(RECORDS SHOWN):
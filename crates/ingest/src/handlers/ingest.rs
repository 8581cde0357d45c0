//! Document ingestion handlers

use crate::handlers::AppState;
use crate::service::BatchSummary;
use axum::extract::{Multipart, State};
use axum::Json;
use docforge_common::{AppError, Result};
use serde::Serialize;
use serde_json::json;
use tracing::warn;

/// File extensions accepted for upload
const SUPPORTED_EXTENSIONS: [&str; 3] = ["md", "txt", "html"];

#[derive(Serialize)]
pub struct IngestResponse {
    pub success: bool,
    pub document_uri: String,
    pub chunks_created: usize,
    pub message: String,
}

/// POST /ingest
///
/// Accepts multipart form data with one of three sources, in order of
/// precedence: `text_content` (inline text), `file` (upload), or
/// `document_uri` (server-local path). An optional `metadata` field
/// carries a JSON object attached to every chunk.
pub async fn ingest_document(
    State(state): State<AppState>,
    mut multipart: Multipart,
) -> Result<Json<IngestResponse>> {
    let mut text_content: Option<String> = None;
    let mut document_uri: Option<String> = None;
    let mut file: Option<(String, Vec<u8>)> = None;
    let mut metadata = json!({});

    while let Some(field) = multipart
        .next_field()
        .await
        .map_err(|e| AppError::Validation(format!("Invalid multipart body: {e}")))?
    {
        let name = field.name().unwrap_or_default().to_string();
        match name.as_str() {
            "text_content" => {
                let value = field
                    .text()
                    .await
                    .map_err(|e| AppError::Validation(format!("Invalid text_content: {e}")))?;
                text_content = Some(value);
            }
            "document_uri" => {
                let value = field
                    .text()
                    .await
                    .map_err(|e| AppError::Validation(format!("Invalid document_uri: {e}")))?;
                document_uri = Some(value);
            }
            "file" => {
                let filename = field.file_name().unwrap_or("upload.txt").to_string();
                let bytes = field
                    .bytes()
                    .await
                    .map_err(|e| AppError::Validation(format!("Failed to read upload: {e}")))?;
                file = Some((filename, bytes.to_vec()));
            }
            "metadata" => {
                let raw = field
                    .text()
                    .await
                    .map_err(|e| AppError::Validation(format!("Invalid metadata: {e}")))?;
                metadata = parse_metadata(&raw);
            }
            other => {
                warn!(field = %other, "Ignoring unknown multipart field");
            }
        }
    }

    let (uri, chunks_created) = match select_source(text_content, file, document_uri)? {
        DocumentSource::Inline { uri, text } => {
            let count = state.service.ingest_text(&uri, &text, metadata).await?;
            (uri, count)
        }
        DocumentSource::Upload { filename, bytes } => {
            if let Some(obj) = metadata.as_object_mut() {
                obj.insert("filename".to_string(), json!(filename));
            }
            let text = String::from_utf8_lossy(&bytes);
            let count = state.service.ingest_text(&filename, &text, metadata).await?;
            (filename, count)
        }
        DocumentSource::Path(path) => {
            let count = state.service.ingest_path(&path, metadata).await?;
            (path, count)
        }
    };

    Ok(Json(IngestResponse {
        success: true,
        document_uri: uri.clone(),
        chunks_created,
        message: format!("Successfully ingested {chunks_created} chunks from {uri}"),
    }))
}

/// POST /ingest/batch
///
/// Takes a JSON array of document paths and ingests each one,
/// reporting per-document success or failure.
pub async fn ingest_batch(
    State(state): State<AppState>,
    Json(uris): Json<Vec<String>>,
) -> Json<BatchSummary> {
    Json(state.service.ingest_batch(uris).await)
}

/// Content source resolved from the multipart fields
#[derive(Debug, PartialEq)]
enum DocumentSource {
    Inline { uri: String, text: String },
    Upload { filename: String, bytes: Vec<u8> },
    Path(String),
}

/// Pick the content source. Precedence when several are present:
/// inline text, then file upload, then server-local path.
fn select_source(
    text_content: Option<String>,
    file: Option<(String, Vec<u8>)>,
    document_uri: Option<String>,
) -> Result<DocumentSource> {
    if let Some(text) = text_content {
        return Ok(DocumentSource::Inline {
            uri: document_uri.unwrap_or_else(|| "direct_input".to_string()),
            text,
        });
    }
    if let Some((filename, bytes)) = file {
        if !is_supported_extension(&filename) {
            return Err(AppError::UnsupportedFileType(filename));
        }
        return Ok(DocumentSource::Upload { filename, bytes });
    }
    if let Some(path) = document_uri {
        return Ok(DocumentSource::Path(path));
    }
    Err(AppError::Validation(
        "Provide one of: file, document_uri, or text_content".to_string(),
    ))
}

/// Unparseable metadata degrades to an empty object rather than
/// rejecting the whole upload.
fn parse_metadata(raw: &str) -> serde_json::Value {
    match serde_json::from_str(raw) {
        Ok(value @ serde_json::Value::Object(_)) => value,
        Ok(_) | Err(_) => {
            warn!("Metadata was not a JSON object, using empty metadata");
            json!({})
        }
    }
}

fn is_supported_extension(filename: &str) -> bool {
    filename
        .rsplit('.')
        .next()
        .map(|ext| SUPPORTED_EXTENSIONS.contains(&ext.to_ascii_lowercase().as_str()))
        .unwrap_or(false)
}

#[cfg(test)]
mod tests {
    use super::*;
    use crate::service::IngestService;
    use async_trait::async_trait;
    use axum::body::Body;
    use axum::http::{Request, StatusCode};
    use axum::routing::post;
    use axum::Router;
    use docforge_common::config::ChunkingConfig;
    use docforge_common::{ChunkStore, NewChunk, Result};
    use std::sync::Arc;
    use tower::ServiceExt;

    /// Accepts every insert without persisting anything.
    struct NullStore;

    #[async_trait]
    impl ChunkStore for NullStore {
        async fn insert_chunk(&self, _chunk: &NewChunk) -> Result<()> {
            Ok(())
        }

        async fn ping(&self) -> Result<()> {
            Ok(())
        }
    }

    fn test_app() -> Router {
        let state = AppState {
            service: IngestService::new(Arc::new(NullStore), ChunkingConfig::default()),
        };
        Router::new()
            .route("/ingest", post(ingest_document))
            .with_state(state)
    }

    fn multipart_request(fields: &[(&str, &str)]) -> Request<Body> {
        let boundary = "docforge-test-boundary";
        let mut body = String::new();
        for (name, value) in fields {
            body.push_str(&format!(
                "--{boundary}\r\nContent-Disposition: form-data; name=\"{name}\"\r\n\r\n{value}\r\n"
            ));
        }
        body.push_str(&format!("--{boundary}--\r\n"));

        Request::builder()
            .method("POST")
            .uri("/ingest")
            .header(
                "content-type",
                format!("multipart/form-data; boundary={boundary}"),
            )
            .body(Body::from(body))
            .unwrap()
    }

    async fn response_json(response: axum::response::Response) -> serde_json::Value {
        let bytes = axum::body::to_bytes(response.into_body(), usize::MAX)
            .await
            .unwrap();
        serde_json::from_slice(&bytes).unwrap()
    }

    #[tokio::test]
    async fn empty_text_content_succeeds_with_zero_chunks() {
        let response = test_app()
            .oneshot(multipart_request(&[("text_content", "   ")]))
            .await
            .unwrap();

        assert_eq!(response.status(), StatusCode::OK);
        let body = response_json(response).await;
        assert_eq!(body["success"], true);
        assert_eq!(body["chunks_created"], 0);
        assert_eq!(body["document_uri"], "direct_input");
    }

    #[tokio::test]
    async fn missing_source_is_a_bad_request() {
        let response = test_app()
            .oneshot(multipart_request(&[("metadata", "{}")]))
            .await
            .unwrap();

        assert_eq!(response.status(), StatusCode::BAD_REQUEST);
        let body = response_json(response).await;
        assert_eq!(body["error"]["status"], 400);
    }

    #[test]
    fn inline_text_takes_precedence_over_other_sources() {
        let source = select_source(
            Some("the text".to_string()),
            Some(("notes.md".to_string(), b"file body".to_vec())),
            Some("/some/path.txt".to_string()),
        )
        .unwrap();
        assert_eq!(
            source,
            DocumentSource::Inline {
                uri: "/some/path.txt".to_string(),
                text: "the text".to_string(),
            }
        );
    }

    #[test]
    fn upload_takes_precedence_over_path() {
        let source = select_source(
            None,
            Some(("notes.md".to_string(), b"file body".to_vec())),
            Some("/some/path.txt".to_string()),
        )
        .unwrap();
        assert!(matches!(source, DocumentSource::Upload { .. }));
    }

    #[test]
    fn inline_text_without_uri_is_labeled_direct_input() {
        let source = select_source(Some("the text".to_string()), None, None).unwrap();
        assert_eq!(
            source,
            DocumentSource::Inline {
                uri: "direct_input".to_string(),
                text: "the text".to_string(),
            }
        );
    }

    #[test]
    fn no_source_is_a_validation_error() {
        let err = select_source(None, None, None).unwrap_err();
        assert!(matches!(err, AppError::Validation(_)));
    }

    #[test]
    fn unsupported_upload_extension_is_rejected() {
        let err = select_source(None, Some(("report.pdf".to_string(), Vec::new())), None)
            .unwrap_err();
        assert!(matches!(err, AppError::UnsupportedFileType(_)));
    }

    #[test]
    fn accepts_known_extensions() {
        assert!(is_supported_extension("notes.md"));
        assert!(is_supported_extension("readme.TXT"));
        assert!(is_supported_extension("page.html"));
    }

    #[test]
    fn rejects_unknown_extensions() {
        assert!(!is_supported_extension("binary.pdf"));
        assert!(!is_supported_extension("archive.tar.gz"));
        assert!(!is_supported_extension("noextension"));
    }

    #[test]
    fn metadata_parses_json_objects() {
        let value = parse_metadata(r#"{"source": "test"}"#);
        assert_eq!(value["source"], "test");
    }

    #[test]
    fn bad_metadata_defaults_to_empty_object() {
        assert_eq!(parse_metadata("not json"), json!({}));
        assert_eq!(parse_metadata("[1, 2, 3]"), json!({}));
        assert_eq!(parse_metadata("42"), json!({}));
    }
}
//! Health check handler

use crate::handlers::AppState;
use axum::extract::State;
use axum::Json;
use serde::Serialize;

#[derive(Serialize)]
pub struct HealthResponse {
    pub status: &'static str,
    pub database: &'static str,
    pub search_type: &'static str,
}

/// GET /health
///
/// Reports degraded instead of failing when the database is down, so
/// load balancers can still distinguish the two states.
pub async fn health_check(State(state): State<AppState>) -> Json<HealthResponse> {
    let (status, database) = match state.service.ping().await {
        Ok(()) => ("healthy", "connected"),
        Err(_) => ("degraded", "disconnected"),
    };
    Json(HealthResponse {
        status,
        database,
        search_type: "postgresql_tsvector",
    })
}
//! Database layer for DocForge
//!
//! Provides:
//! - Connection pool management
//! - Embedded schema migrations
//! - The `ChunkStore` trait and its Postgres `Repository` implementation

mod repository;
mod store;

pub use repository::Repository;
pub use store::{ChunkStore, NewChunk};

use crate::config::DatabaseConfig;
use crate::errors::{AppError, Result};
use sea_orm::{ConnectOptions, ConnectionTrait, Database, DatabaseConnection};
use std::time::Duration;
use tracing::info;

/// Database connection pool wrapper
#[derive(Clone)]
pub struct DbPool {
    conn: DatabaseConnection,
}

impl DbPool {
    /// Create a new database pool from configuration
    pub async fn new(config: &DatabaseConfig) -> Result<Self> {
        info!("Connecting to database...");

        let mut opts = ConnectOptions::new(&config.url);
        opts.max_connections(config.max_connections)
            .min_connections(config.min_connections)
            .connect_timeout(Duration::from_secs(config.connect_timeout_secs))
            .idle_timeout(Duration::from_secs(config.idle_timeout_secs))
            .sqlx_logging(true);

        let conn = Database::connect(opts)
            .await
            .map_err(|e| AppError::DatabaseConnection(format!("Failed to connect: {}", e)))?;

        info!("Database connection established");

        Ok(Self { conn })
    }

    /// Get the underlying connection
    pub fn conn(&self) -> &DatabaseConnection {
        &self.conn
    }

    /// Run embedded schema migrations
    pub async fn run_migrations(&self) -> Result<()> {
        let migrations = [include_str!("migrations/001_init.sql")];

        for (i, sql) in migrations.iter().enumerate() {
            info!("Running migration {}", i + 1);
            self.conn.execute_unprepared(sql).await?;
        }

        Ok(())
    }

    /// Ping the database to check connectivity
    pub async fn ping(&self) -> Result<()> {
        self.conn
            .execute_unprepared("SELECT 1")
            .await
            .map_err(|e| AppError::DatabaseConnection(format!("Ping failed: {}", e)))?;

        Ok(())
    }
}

--

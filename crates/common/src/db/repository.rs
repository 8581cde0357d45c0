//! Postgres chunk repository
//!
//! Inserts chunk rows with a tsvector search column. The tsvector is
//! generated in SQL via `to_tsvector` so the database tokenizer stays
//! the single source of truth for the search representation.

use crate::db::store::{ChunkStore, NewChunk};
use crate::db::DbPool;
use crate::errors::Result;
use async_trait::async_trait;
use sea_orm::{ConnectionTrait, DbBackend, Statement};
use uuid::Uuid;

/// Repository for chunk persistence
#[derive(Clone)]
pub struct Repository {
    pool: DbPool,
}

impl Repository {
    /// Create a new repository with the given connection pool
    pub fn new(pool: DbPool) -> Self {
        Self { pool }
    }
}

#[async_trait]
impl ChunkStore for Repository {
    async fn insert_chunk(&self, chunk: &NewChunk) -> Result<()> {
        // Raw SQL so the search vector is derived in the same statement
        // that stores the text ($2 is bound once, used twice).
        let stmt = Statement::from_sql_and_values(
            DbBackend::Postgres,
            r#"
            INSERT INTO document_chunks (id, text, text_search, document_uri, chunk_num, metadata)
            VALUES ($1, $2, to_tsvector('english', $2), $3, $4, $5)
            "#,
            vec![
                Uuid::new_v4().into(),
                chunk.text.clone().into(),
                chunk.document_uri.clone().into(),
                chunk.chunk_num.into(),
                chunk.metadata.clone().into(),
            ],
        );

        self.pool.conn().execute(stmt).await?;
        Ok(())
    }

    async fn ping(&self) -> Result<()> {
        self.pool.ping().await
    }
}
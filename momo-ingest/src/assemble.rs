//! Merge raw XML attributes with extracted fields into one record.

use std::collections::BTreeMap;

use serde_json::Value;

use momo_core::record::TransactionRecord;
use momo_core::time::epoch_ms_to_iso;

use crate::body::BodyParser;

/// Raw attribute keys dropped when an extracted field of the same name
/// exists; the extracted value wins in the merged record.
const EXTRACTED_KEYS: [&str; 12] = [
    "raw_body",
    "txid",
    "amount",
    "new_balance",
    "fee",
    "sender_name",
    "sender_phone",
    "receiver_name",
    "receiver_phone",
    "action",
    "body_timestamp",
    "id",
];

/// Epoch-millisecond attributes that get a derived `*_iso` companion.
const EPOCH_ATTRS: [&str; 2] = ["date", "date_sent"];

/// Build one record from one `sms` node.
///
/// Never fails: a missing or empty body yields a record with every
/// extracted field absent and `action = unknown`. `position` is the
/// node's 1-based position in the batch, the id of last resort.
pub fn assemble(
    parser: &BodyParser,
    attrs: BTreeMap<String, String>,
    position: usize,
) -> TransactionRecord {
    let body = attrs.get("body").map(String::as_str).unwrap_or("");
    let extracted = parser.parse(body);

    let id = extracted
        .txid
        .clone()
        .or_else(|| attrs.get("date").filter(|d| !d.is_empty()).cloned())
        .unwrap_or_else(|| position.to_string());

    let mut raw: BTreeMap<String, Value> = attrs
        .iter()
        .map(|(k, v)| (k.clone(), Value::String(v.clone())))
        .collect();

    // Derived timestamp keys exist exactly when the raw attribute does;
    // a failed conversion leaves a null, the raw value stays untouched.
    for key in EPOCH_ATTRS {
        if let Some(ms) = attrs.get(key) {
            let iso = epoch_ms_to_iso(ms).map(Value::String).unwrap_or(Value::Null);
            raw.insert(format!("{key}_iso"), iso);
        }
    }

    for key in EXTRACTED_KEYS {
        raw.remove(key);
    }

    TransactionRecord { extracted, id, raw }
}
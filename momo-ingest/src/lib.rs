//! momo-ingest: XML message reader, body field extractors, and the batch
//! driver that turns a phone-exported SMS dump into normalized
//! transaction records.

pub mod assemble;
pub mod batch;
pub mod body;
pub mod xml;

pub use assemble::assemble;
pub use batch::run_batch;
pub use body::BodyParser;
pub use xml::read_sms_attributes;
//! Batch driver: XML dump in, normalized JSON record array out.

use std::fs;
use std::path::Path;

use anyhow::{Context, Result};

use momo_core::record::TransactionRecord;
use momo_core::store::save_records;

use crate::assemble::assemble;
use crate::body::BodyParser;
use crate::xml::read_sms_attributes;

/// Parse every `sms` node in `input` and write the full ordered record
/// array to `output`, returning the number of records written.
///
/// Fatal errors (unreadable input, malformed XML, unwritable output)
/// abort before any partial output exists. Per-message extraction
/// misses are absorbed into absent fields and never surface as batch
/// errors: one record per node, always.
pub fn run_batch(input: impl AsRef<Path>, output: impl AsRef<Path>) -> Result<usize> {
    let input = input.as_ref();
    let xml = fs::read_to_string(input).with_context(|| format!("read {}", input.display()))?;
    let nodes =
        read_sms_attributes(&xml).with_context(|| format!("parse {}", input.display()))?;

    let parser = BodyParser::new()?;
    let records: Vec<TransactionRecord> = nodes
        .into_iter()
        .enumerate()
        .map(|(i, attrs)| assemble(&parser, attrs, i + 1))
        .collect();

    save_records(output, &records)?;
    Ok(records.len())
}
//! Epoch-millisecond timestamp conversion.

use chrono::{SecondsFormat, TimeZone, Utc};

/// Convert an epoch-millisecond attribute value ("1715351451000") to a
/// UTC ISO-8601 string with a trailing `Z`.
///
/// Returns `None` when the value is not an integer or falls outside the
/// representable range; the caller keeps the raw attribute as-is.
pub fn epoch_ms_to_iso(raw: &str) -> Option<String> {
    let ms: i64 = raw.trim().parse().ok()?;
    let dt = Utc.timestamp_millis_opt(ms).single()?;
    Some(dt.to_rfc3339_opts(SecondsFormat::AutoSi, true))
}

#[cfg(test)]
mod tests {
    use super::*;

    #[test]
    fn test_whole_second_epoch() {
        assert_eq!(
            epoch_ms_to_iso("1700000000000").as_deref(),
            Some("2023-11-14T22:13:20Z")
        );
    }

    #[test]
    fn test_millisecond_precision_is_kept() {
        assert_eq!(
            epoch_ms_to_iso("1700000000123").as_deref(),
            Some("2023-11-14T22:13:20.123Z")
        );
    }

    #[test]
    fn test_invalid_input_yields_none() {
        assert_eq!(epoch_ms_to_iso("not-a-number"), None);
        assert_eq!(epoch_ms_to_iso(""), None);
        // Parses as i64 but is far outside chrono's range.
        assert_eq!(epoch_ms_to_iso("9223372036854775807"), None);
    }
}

(TASK ITEM): Begin at the line above that has "filename crates/ingest/src/handlers/ingest.rs" and stop after the line that has "in order of", copying each line exactly and adding nothing else.

(RESULT FOR THIS TASK):
filename crates/ingest/src/handlers/ingest.rs
repository 8581cde0357d45c0
//! Document ingestion handlers

use crate::handlers::AppState;
use crate::service::BatchSummary;
use axum::extract::{Multipart, State};
use axum::Json;
use docforge_common::{AppError, Result};
use serde::Serialize;
use serde_json::json;
use tracing::warn;

/// File extensions accepted for upload
const SUPPORTED_EXTENSIONS: [&str; 3] = ["md", "txt", "html"];

#[derive(Serialize)]
pub struct IngestResponse {
    pub success: bool,
    pub document_uri: String,
    pub chunks_created: usize,
    pub message: String,
}

/// POST /ingest
///
/// Accepts multipart form data with one of three sources, in order of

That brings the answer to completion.